What you will do —
Out of the records below, copy all lines in which the word "vacated" occurs.

+++ Excerpted records +++

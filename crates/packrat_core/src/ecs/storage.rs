//! # Packed Storage
//!
//! A generational slot map: stable identifiers over a dense, compacting
//! array of records.
//!
//! - The *dense array* holds every live record contiguously; position 0 is
//!   a reserved sentinel, positions 1.. hold live records in arbitrary
//!   order.
//! - The *slot table* maps the low bits of an identifier to the record's
//!   current dense position, and carries the generation used to reject
//!   stale identifiers.
//! - Freed slots are recycled through a FIFO free list, so the oldest-freed
//!   slot is rebound first and identifier reuse is delayed as long as
//!   possible.
//!
//! Insert, remove, and validity checks are all O(1); removal compacts by
//! swapping the dense tail into the vacated position.

use super::ident::Ident;

/// Maximum number of slots in a single storage, sentinel included.
///
/// Matches the 16-bit index portion of [`Ident`]; a storage can never be
/// built larger than this.
pub const MAX_SLOTS: usize = 1 << 16;

/// Terminator value for the intrusive free list.
const FREE_END: u32 = u32::MAX;

/// Contract for anything a [`PackedStorage`] can own.
///
/// The `Default` value doubles as the sentinel record installed at dense
/// position 0 and as the prototype for `add`. The storage stamps each
/// record with its identifier on insertion via `bind_id`.
pub trait Record: Default {
    /// Returns the identifier stamped on this record.
    fn id(&self) -> Ident;

    /// Stamps this record with its identifier. Called by the storage on
    /// insertion; not intended for callers.
    fn bind_id(&mut self, id: Ident);
}

/// One entry of the slot table.
#[derive(Clone, Copy, Debug)]
struct SlotEntry {
    /// The generation-tagged identifier currently (or next) issued for
    /// this slot.
    id: Ident,
    /// Dense position of the bound record, or `None` while the slot is on
    /// the free list.
    dense: Option<u32>,
    /// Next slot in the free list; `FREE_END` terminates the chain.
    next: u32,
}

/// A generational slot map over records of one type.
///
/// Capacity is fixed at construction and the slot table is allocated
/// upfront; exceeding capacity is a fatal precondition violation, not a
/// recoverable error.
///
/// # Access discipline
///
/// `lookup` does not re-check validity: callers must have established
/// `has(id)` first, or go through a wrapper that falls back to the
/// sentinel. Holding a `&T` across any removal is not possible here by
/// construction (the borrow checker forbids it), which is exactly the
/// point: removal may relocate any live record.
pub struct PackedStorage<T: Record> {
    /// Live records. Position 0 is the sentinel.
    dense: Vec<T>,
    /// Slot table, fully allocated at construction.
    slots: Box<[SlotEntry]>,
    /// Head of the FIFO free list (dequeue side).
    free_head: u32,
    /// Tail of the FIFO free list (enqueue side).
    free_tail: u32,
    /// Total slot count, sentinel included.
    capacity: usize,
}

impl<T: Record> PackedStorage<T> {
    /// Creates a storage with the default capacity of [`MAX_SLOTS`].
    #[must_use]
    pub fn new() -> Self {
        Self::with_capacity(MAX_SLOTS)
    }

    /// Creates a storage with an explicit slot count (sentinel included).
    ///
    /// Smaller capacities keep tests and benches cheap; the identifier
    /// layout caps the upper bound at [`MAX_SLOTS`].
    ///
    /// # Panics
    ///
    /// Panics if `capacity` is less than 2 or greater than [`MAX_SLOTS`].
    #[must_use]
    pub fn with_capacity(capacity: usize) -> Self {
        assert!(
            (2..=MAX_SLOTS).contains(&capacity),
            "storage capacity must be within 2..={MAX_SLOTS}, got {capacity}"
        );

        let slots = (0..capacity)
            .map(|i| SlotEntry {
                id: Ident::new(i as u32, 0),
                dense: None,
                next: if i + 1 < capacity { (i + 1) as u32 } else { FREE_END },
            })
            .collect::<Vec<_>>()
            .into_boxed_slice();

        let mut storage = Self {
            dense: Vec::with_capacity(capacity),
            slots,
            free_head: 0,
            free_tail: (capacity - 1) as u32,
            capacity,
        };

        // Slot 0 binds to the sentinel record and stays bound forever; the
        // reserved identifier 0 therefore always resolves to it.
        let sentinel = storage.add(T::default());
        debug_assert!(sentinel.is_none());

        storage
    }

    /// Inserts a record, binding it to the oldest free slot.
    ///
    /// The record is appended to the dense array and stamped with the
    /// slot's current generation-tagged identifier.
    ///
    /// # Panics
    ///
    /// Panics when the storage is full: capacity exhaustion is a
    /// configuration error, never a runtime path.
    pub fn add(&mut self, proto: T) -> Ident {
        assert!(
            self.dense.len() < self.capacity,
            "packed storage exhausted: all {} slots bound",
            self.capacity
        );

        let slot = self.free_head as usize;
        let entry = &mut self.slots[slot];
        self.free_head = entry.next;

        let id = entry.id;
        let pos = self.dense.len();
        entry.dense = Some(pos as u32);
        self.dense.push(proto);
        self.dense[pos].bind_id(id);
        id
    }

    /// Checks whether `id` names a live record.
    ///
    /// True iff the addressed slot's generation matches and the slot is
    /// bound to a dense position. Note that the sentinel's identifier
    /// (`Ident::INVALID`) is bound here; layers above re-screen it.
    #[inline]
    #[must_use]
    pub fn has(&self, id: Ident) -> bool {
        self.slots
            .get(id.index())
            .is_some_and(|entry| entry.id == id && entry.dense.is_some())
    }

    /// Returns the record bound to `id`.
    ///
    /// Callers must have established `has(id)`; looking up an unbound slot
    /// is a usage violation and panics.
    #[inline]
    #[must_use]
    pub fn lookup(&self, id: Ident) -> &T {
        let entry = &self.slots[id.index()];
        match entry.dense {
            Some(pos) => &self.dense[pos as usize],
            None => panic!("lookup on an unbound identifier {id}"),
        }
    }

    /// Mutable variant of [`lookup`](Self::lookup); same contract.
    #[inline]
    pub fn lookup_mut(&mut self, id: Ident) -> &mut T {
        let entry = &self.slots[id.index()];
        match entry.dense {
            Some(pos) => &mut self.dense[pos as usize],
            None => panic!("lookup on an unbound identifier {id}"),
        }
    }

    /// Returns the reserved sentinel record at dense position 0.
    #[inline]
    #[must_use]
    pub fn sentinel(&self) -> &T {
        &self.dense[0]
    }

    /// Mutable access to the sentinel record.
    ///
    /// Exists because fallback accessors hand the sentinel out for writes
    /// too; anything written here is visible to every later fallback read.
    #[inline]
    pub fn sentinel_mut(&mut self) -> &mut T {
        &mut self.dense[0]
    }

    /// Unbinds `id`, compacting the dense array.
    ///
    /// The slot's generation advances by one step (invalidating every
    /// outstanding copy of `id`), the dense tail record is swapped into the
    /// vacated position, the removed record is dropped, and the slot joins
    /// the free-list tail. Removing an already-unbound or stale identifier
    /// is a usage violation; it leaves the storage untouched.
    pub fn remove(&mut self, id: Ident) {
        // Slot 0 is the sentinel and is never released.
        if id.is_none() {
            return;
        }
        let slot = id.index();
        let Some(entry) = self.slots.get_mut(slot) else {
            return;
        };
        if entry.id != id {
            return;
        }
        let Some(pos) = entry.dense.take() else {
            return;
        };
        entry.id = entry.id.bumped();

        let pos = pos as usize;
        self.dense.swap_remove(pos);
        if pos < self.dense.len() {
            let moved = self.dense[pos].id();
            self.slots[moved.index()].dense = Some(pos as u32);
        }

        self.enqueue_free(slot as u32);
    }

    /// Appends a freed slot at the free-list tail (FIFO recycling).
    fn enqueue_free(&mut self, slot: u32) {
        self.slots[slot as usize].next = FREE_END;
        if self.free_head == FREE_END {
            self.free_head = slot;
        } else {
            self.slots[self.free_tail as usize].next = slot;
        }
        self.free_tail = slot;
    }

    /// Number of live records, excluding the sentinel.
    #[inline]
    #[must_use]
    pub fn len(&self) -> usize {
        self.dense.len() - 1
    }

    /// True when no live records are bound (the sentinel does not count).
    #[inline]
    #[must_use]
    pub fn is_empty(&self) -> bool {
        self.len() == 0
    }

    /// Total slot count, sentinel included.
    #[inline]
    #[must_use]
    pub const fn capacity(&self) -> usize {
        self.capacity
    }

    /// Bytes reserved upfront for the dense record array.
    #[inline]
    #[must_use]
    pub const fn reserved_bytes(&self) -> usize {
        self.capacity * std::mem::size_of::<T>()
    }

    /// Iterates every live record, skipping the sentinel.
    pub fn iter(&self) -> impl Iterator<Item = &T> {
        self.dense.iter().skip(1)
    }

    /// Mutable iteration over every live record, skipping the sentinel.
    pub fn iter_mut(&mut self) -> impl Iterator<Item = &mut T> {
        self.dense.iter_mut().skip(1)
    }
}

impl<T: Record> Default for PackedStorage<T> {
    fn default() -> Self {
        Self::new()
    }
}

#[cfg(test)]
mod tests {
    use super::*;

    #[derive(Debug, Default, PartialEq)]
    struct Probe {
        id: Ident,
        value: u32,
    }

    impl Probe {
        fn new(value: u32) -> Self {
            Self {
                id: Ident::INVALID,
                value,
            }
        }
    }

    impl Record for Probe {
        fn id(&self) -> Ident {
            self.id
        }
        fn bind_id(&mut self, id: Ident) {
            self.id = id;
        }
    }

    #[test]
    fn test_sentinel_installed() {
        let storage: PackedStorage<Probe> = PackedStorage::with_capacity(8);
        assert_eq!(storage.len(), 0);
        assert!(storage.is_empty());
        assert_eq!(storage.sentinel().id, Ident::INVALID);
        assert!(storage.has(Ident::INVALID));
        assert_eq!(storage.iter().count(), 0);
    }

    #[test]
    fn test_add_stamps_identifier() {
        let mut storage = PackedStorage::with_capacity(8);
        let id = storage.add(Probe::new(7));
        assert!(id.is_valid());
        assert!(storage.has(id));
        assert_eq!(storage.lookup(id).value, 7);
        assert_eq!(storage.lookup(id).id, id);
        assert_eq!(storage.len(), 1);
    }

    #[test]
    fn test_remove_invalidates_and_compacts() {
        let mut storage = PackedStorage::with_capacity(8);
        let a = storage.add(Probe::new(1));
        let b = storage.add(Probe::new(2));
        let c = storage.add(Probe::new(3));

        storage.remove(b);
        assert!(!storage.has(b));
        assert!(storage.has(a));
        assert!(storage.has(c));
        assert_eq!(storage.len(), 2);

        // Swap compaction relocated the tail record; identifiers still
        // resolve to the right values.
        assert_eq!(storage.lookup(a).value, 1);
        assert_eq!(storage.lookup(c).value, 3);
    }

    #[test]
    fn test_stale_identifier_stays_dead() {
        let mut storage = PackedStorage::with_capacity(4);
        let a = storage.add(Probe::new(1));
        storage.remove(a);
        assert!(!storage.has(a));

        // Refill until the slot is recycled; the stale id must never
        // come back to life.
        let b = storage.add(Probe::new(2));
        let c = storage.add(Probe::new(3));
        let d = storage.add(Probe::new(4));
        assert!(!storage.has(a));
        assert!(storage.has(b));
        assert!(storage.has(c));

        // FIFO recycling hands a's slot back last, at the next generation.
        assert_eq!(d, a.bumped());
        assert_eq!(storage.lookup(d).value, 4);
    }

    #[test]
    fn test_fifo_recycling_order() {
        let mut storage = PackedStorage::with_capacity(16);
        let a = storage.add(Probe::new(1));
        let b = storage.add(Probe::new(2));
        let c = storage.add(Probe::new(3));

        storage.remove(b);
        storage.remove(a);
        storage.remove(c);

        // Oldest-freed first: b's slot, then a's, then c's.
        assert_eq!(storage.add(Probe::new(4)).index(), b.index());
        assert_eq!(storage.add(Probe::new(5)).index(), a.index());
        assert_eq!(storage.add(Probe::new(6)).index(), c.index());
    }

    #[test]
    fn test_free_list_survives_draining() {
        let mut storage = PackedStorage::with_capacity(3);
        let a = storage.add(Probe::new(1));
        let b = storage.add(Probe::new(2));
        // Free list is now fully drained.
        storage.remove(a);
        storage.remove(b);
        let c = storage.add(Probe::new(3));
        let d = storage.add(Probe::new(4));
        assert_eq!(c.index(), a.index());
        assert_eq!(d.index(), b.index());
        assert_eq!(storage.len(), 2);
    }

    #[test]
    #[should_panic(expected = "packed storage exhausted")]
    fn test_capacity_exhaustion_is_fatal() {
        let mut storage = PackedStorage::with_capacity(2);
        let _ = storage.add(Probe::new(1));
        let _ = storage.add(Probe::new(2));
    }

    #[test]
    fn test_density_after_churn() {
        let mut storage = PackedStorage::with_capacity(32);
        let mut ids = Vec::new();
        for i in 0..10 {
            ids.push(storage.add(Probe::new(i)));
        }
        for id in ids.iter().step_by(2) {
            storage.remove(*id);
        }
        assert_eq!(storage.len(), 5);
        assert_eq!(storage.iter().count(), 5);
        let live: Vec<u32> = storage.iter().map(|p| p.value).collect();
        for odd in [1, 3, 5, 7, 9] {
            assert!(live.contains(&odd));
        }
    }

    #[test]
    fn test_remove_stale_is_noop() {
        let mut storage = PackedStorage::with_capacity(8);
        let a = storage.add(Probe::new(1));
        storage.remove(a);
        storage.remove(a); // stale; must not disturb anything
        let b = storage.add(Probe::new(2));
        assert!(storage.has(b));
        assert_eq!(storage.len(), 1);
    }

    #[test]
    fn test_sentinel_is_never_released() {
        let mut storage: PackedStorage<Probe> = PackedStorage::with_capacity(4);
        storage.remove(Ident::INVALID);
        assert!(storage.has(Ident::INVALID));
        assert_eq!(storage.sentinel().id, Ident::INVALID);
    }
}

+++

The answer —
//! swapping the dense tail into the vacated position.
    /// vacated position, the removed record is dropped, and the slot joins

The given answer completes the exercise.